Baby Sue is a zine of sick humor, and there’s plenty that’s sick here, but I didn’t find any humor. It's mostly one drawing of a girl grumpily sticking her tongue out, and that drawing is reproduced over different backgrounds, in comic strip format, but it’s all so devoid of jokes or punchlines it makes Garfield seem like Mark Twain. Maybe it’s an inside joke, and I’m outside. Maybe it’s a matter of taste — I have some, and they don’t.

You want the addresses for these last two zines? Look ‘em up in Factsheet 5.
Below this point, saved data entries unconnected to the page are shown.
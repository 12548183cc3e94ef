//! Search/social metadata for public pages.
//!
//! The frontend asks for `/api/seo/:kind/:key` while rendering a page and
//! inlines the returned `html` fragment into its `<head>`.

use std::str::FromStr;

use axum::{
    extract::{Path, Query, State},
    Json,
};
use serde::Serialize;
use serde_json::{json, Value};
use strum::{AsRefStr, EnumString};

use crate::config::SiteConfig;
use crate::content::{bilingual, cloudinary, escape_markup, LangQuery};
use crate::models::PageName;
use crate::{excerpt, first_image_src, ApiError, AppState};

pub const DESCRIPTION_CHARS: usize = 160;
pub const OG_IMAGE_WIDTH: u32 = 1200;

#[derive(Debug, Clone, Copy, PartialEq, Eq, EnumString, AsRefStr)]
#[strum(serialize_all = "lowercase")]
pub enum MetaKind {
    Posts,
    Works,
    Archives,
    Pages,
}

#[derive(Debug, Clone, PartialEq, Eq, Serialize)]
#[serde(rename_all = "camelCase")]
pub struct PageMeta {
    pub title: String,
    pub description: String,
    pub canonical: String,
    pub image: Option<String>,
    pub og_type: &'static str,
}

impl PageMeta {
    /// Builds metadata for a record rendered at `path`. An empty title or
    /// description falls back to the site's own.
    pub fn build(
        site: &SiteConfig,
        path: &str,
        title: &str,
        html: &str,
        image: Option<&str>,
        og_type: &'static str,
    ) -> Self {
        let title = match title.trim() {
            "" => site.title.clone(),
            t if t == site.title => t.to_string(),
            t => format!("{} | {}", t, site.title),
        };

        let description = match excerpt(html, DESCRIPTION_CHARS) {
            d if d.is_empty() => site.description.clone(),
            d => d,
        };

        let image = image
            .map(str::to_string)
            .or_else(|| first_image_src(html))
            .map(|src| absolute_url(&site.url, &cloudinary::optimize_url(&src, Some(OG_IMAGE_WIDTH))));

        PageMeta {
            title,
            description,
            canonical: absolute_url(&site.url, path),
            image,
            og_type,
        }
    }

    /// `<title>`, description, canonical link and Open Graph/Twitter tags.
    pub fn render_tags(&self, site_name: &str) -> String {
        let title = escape_markup(&self.title);
        let description = escape_markup(&self.description);
        let canonical = escape_markup(&self.canonical);

        let mut tags = vec![
            format!("<title>{}</title>", title),
            format!(r#"<meta name="description" content="{}">"#, description),
            format!(r#"<link rel="canonical" href="{}">"#, canonical),
            format!(r#"<meta property="og:site_name" content="{}">"#, escape_markup(site_name)),
            format!(r#"<meta property="og:type" content="{}">"#, self.og_type),
            format!(r#"<meta property="og:title" content="{}">"#, title),
            format!(r#"<meta property="og:description" content="{}">"#, description),
            format!(r#"<meta property="og:url" content="{}">"#, canonical),
        ];

        match &self.image {
            Some(image) => {
                let image = escape_markup(image);
                tags.push(format!(r#"<meta property="og:image" content="{}">"#, image));
                tags.push(r#"<meta name="twitter:card" content="summary_large_image">"#.to_string());
                tags.push(format!(r#"<meta name="twitter:image" content="{}">"#, image));
            }
            None => tags.push(r#"<meta name="twitter:card" content="summary">"#.to_string()),
        }
        tags.join("\n")
    }
}

fn absolute_url(site_url: &str, path: &str) -> String {
    if path.starts_with("http://") || path.starts_with("https://") {
        return path.to_string();
    }
    format!("{}/{}", site_url, path.trim_start_matches('/'))
}

/// Meta tags describe one language at a time, Korean unless `?lang=` says
/// otherwise.
fn meta_source(query: &LangQuery, content: &str) -> String {
    bilingual::split(content)
        .pick(query.lang.unwrap_or_default())
        .to_string()
}

pub async fn page_meta(
    State(state): State<AppState>,
    Path((kind, key)): Path<(String, String)>,
    Query(query): Query<LangQuery>,
) -> Result<Json<Value>, ApiError> {
    tracing::info!("page_meta started for {}/{}", kind, key);
    let kind = MetaKind::from_str(&kind).map_err(|_| ApiError::NotFound("page"))?;
    let site = &state.config.site;

    let meta = match kind {
        MetaKind::Posts => {
            let post = state.store.get_post(&key).await?.ok_or(ApiError::NotFound("post"))?;
            let content = meta_source(&query, &post.content);
            PageMeta::build(site, &format!("/posts/{}", post.id), &post.title, &content, None, "article")
        }
        MetaKind::Works => {
            let work = state
                .store
                .get_work(&key)
                .await?
                .filter(|w| w.published)
                .ok_or(ApiError::NotFound("work"))?;
            let content = meta_source(&query, &work.content);
            PageMeta::build(
                site,
                &format!("/work/{}", work.id),
                &work.title,
                &content,
                work.thumbnail.as_deref(),
                "article",
            )
        }
        MetaKind::Archives => {
            let archive = state
                .store
                .get_archive(&key)
                .await?
                .filter(|a| a.published)
                .ok_or(ApiError::NotFound("archive"))?;
            let content = meta_source(&query, &archive.content);
            PageMeta::build(
                site,
                &format!("/archive/{}", archive.id),
                &archive.title,
                &content,
                None,
                "article",
            )
        }
        MetaKind::Pages => {
            let page = PageName::from_str(&key).map_err(|_| ApiError::NotFound("page"))?;
            let (title, content) = match state.store.get_page(page).await? {
                Some(p) => {
                    let content = meta_source(&query, &p.content);
                    (p.title, content)
                }
                None => (String::new(), String::new()),
            };
            PageMeta::build(site, page.path(), &title, &content, None, "website")
        }
    };

    let html = meta.render_tags(&site.title);
    Ok(Json(json!({ "meta": meta, "html": html })))
}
This is an entry retyped from an on-paper zine I wrote many years ago, called Pathetic Life. The opinions stated were my opinions then, but might not be my opinions now. Also, I said and did some disgusting things, so parental guidance is advised.

5 comments:

  1. Are there any zines you still read?

    ReplyDelete
    Replies
    1. I read a few blogs that are spiritually kin with zines, but I haven't read or seen an actual zine in years.

      Delete
  2. Captain HampocketsJune 14, 2021 at 11:33 AM

    The only zine of those that I remember is Baby Sue. I disagreed with you then, and now, I dunno - it's been a quarter-century since I saw a copy.

    Weirdly, I remember more zinesters' names, than zine titles.

    ReplyDelete
    Replies
    1. I retyped the review but I don't remember the zine at all. Probably it's brilliant and sailed over my head.

      They still exist: babysue.com.

      Delete
  3. It feels like I know the real you, thats what I like about reading this.